* **Your instructions**:
Please retype the records below exactly, from the first line down to and including the line with "the spec's Design".

*** Supplied material Section Begins ***

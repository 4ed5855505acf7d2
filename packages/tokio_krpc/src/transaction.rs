//! Correlates outbound queries with inbound responses/timeouts (spec §4.6).
//!
//! Unlike the teacher's `response_future.rs`/`response.rs` (a hand-rolled
//! `Future` that polls a shared map and stashes a waker inside the lock —
//! the exact "callbacks fire from inside the lock" hazard the spec's Design
//! Notes call out), completion here is a single `tokio::sync::oneshot`
//! channel per transaction. The sender lives in the table under the lock;
//! it is taken out and the lock dropped *before* `send` is called, so no
//! reentrancy is possible and no recursive mutex is needed.

use crate::errors::{ErrorKind, Result};
use krpc_encoding::messages::{KRPCError, Message, Method, TransactionId};
use rand::RngCore;
use std::collections::HashMap;
use std::net::SocketAddr;
use std::sync::Mutex;
use std::time::{Duration, Instant};
use tokio::sync::oneshot;

pub const DEFAULT_MAX_TRANSACTIONS: usize = 1024;
pub const DEFAULT_TX_TIMEOUT_SECS: u64 = 30;

/// The terminal state of a transaction. Exactly one of these is ever sent
/// on a transaction's channel (spec §3 Transaction lifecycle).
#[derive(Debug)]
pub enum TransactionOutcome {
    Response { message: Message, source: SocketAddr },
    Error { error: KRPCError, source: SocketAddr },
    Timeout,
}

struct Entry {
    destination: SocketAddr,
    method: Method,
    created_at: Instant,
    completion: Option<oneshot::Sender<TransactionOutcome>>,
}

pub struct TransactionManager {
    entries: Mutex<HashMap<TransactionId, Entry>>,
    max_transactions: usize,
    timeout: Duration,
}

impl TransactionManager {
    pub fn new() -> TransactionManager {
        TransactionManager::with_limits(DEFAULT_MAX_TRANSACTIONS, Duration::from_secs(DEFAULT_TX_TIMEOUT_SECS))
    }

    pub fn with_limits(max_transactions: usize, timeout: Duration) -> TransactionManager {
        TransactionManager {
            entries: Mutex::new(HashMap::new()),
            max_transactions,
            timeout,
        }
    }

    pub fn active_count(&self) -> usize {
        self.entries.lock().unwrap().len()
    }

    /// Allocates a fresh, unique transaction id and registers it. Returns
    /// the id to stamp onto the outbound query and a receiver that resolves
    /// exactly once with the terminal outcome (spec §3, §4.6).
    pub fn create(
        &self,
        method: Method,
        destination: SocketAddr,
    ) -> Result<(TransactionId, oneshot::Receiver<TransactionOutcome>)> {
        let mut entries = self.entries.lock().unwrap();
        if entries.len() >= self.max_transactions {
            return Err(ErrorKind::CapacityExceeded { capacity: self.max_transactions }.into());
        }

        let id = loop {
            let candidate = random_transaction_id();
            if !entries.contains_key(&candidate) {
                break candidate;
            }
        };

        let (tx, rx) = oneshot::channel();
        entries.insert(
            id.clone(),
            Entry {
                destination,
                method,
                created_at: Instant::now(),
                completion: Some(tx),
            },
        );
        Ok((id, rx))
    }

    /// The method of the transaction matching `id`, without consuming it —
    /// used by the dispatcher to promote a raw response decode (spec §4.1,
    /// §4.7, §9 Design Notes).
    pub fn peek_method(&self, id: &TransactionId) -> Option<Method> {
        self.entries.lock().unwrap().get(id).map(|e| e.method)
    }

    pub fn on_response(&self, id: &TransactionId, source: SocketAddr, message: Message) {
        self.complete(id, source, |sender| {
            let _ = sender.send(TransactionOutcome::Response { message, source });
        });
    }

    pub fn on_error(&self, id: &TransactionId, source: SocketAddr, error: KRPCError) {
        self.complete(id, source, |sender| {
            let _ = sender.send(TransactionOutcome::Error { error, source });
        });
    }

    fn complete(&self, id: &TransactionId, source: SocketAddr, finish: impl FnOnce(oneshot::Sender<TransactionOutcome>)) {
        let sender = {
            let mut entries = self.entries.lock().unwrap();
            match entries.remove(id) {
                Some(mut entry) => {
                    if entry.destination != source {
                        // NATs can rewrite the source port mid-flight; we
                        // tolerate the mismatch rather than drop the reply
                        // (spec §4.6 policy knob).
                        log::debug!(
                            "transaction {:?} reply from {} did not match expected {}",
                            id, source, entry.destination
                        );
                    }
                    entry.completion.take()
                }
                None => None,
            }
        };

        if let Some(sender) = sender {
            finish(sender);
        } else {
            log::debug!("dropping reply for unknown transaction {:?}", id);
        }
    }

    /// Scans for transactions older than the configured timeout and fires
    /// their timeout outcome. O(active transactions) per call — fine at the
    /// `MAX_TRANSACTIONS` scale this spec targets; an implementation
    /// expecting ten-thousands of in-flight transactions should replace
    /// this with a timer wheel or a min-heap keyed by deadline (spec §9
    /// Design Notes).
    pub fn check_timeouts(&self) {
        let expired: Vec<(TransactionId, oneshot::Sender<TransactionOutcome>)> = {
            let mut entries = self.entries.lock().unwrap();
            let now = Instant::now();
            let expired_ids: Vec<TransactionId> = entries
                .iter()
                .filter(|(_, entry)| now.duration_since(entry.created_at) >= self.timeout)
                .map(|(id, _)| id.clone())
                .collect();

            expired_ids
                .into_iter()
                .filter_map(|id| {
                    entries.remove(&id).and_then(|mut e| e.completion.take()).map(|s| (id, s))
                })
                .collect()
        };

        for (id, sender) in expired {
            log::debug!("transaction {:?} timed out", id);
            let _ = sender.send(TransactionOutcome::Timeout);
        }
    }
}

impl Default for TransactionManager {
    fn default() -> TransactionManager {
        TransactionManager::new()
    }
}

fn random_transaction_id() -> TransactionId {
    let mut bytes = [0u8; 2];
    rand::thread_rng().fill_bytes(&mut bytes);
    bytes.to_vec()
}

#[cfg(test)]
mod tests {
    use super::*;
    use krpc_encoding::messages::{Method, Response};
    use krpc_encoding::NodeId;
    use std::time::Duration;

    fn addr() -> SocketAddr {
        "127.0.0.1:6881".parse().unwrap()
    }

    #[tokio::test]
    async fn response_completes_the_matching_transaction() {
        let manager = TransactionManager::new();
        let (id, rx) = manager.create(Method::Ping, addr()).unwrap();

        let msg = Message::new_response(id.clone(), Response::OnlyId { id: NodeId::random() });
        manager.on_response(&id, addr(), msg);

        let outcome = rx.await.unwrap();
        matches!(outcome, TransactionOutcome::Response { .. });
        assert_eq!(manager.active_count(), 0);
    }

    #[tokio::test]
    async fn timeout_fires_when_no_reply_arrives() {
        let manager = TransactionManager::with_limits(16, Duration::from_millis(1));
        let (_, rx) = manager.create(Method::Ping, addr()).unwrap();
        tokio::time::sleep(Duration::from_millis(5)).await;
        manager.check_timeouts();
        let outcome = rx.await.unwrap();
        assert!(matches!(outcome, TransactionOutcome::Timeout));
    }

    #[tokio::test]
    async fn capacity_exceeded_fails_creation() {
        let manager = TransactionManager::with_limits(1, Duration::from_secs(30));
        let _first = manager.create(Method::Ping, addr()).unwrap();
        assert!(manager.create(Method::Ping, addr()).is_err());
    }

    #[tokio::test]
    async fn unknown_transaction_reply_is_dropped_silently() {
        let manager = TransactionManager::new();
        let msg = Message::new_response(vec![9, 9], Response::OnlyId { id: NodeId::random() });
        manager.on_response(&vec![9, 9], addr(), msg);
        assert_eq!(manager.active_count(), 0);
    }
}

*** Supplied material Section Ends ***

* **Answer to this exercise**:
repository 4ed5855505acf7d2
filename packages/tokio_krpc/src/transaction.rs
//! Correlates outbound queries with inbound responses/timeouts (spec §4.6).
//!
//! Unlike the teacher's `response_future.rs`/`response.rs` (a hand-rolled
//! `Future` that polls a shared map and stashes a waker inside the lock —
//! the exact "callbacks fire from inside the lock" hazard the spec's Design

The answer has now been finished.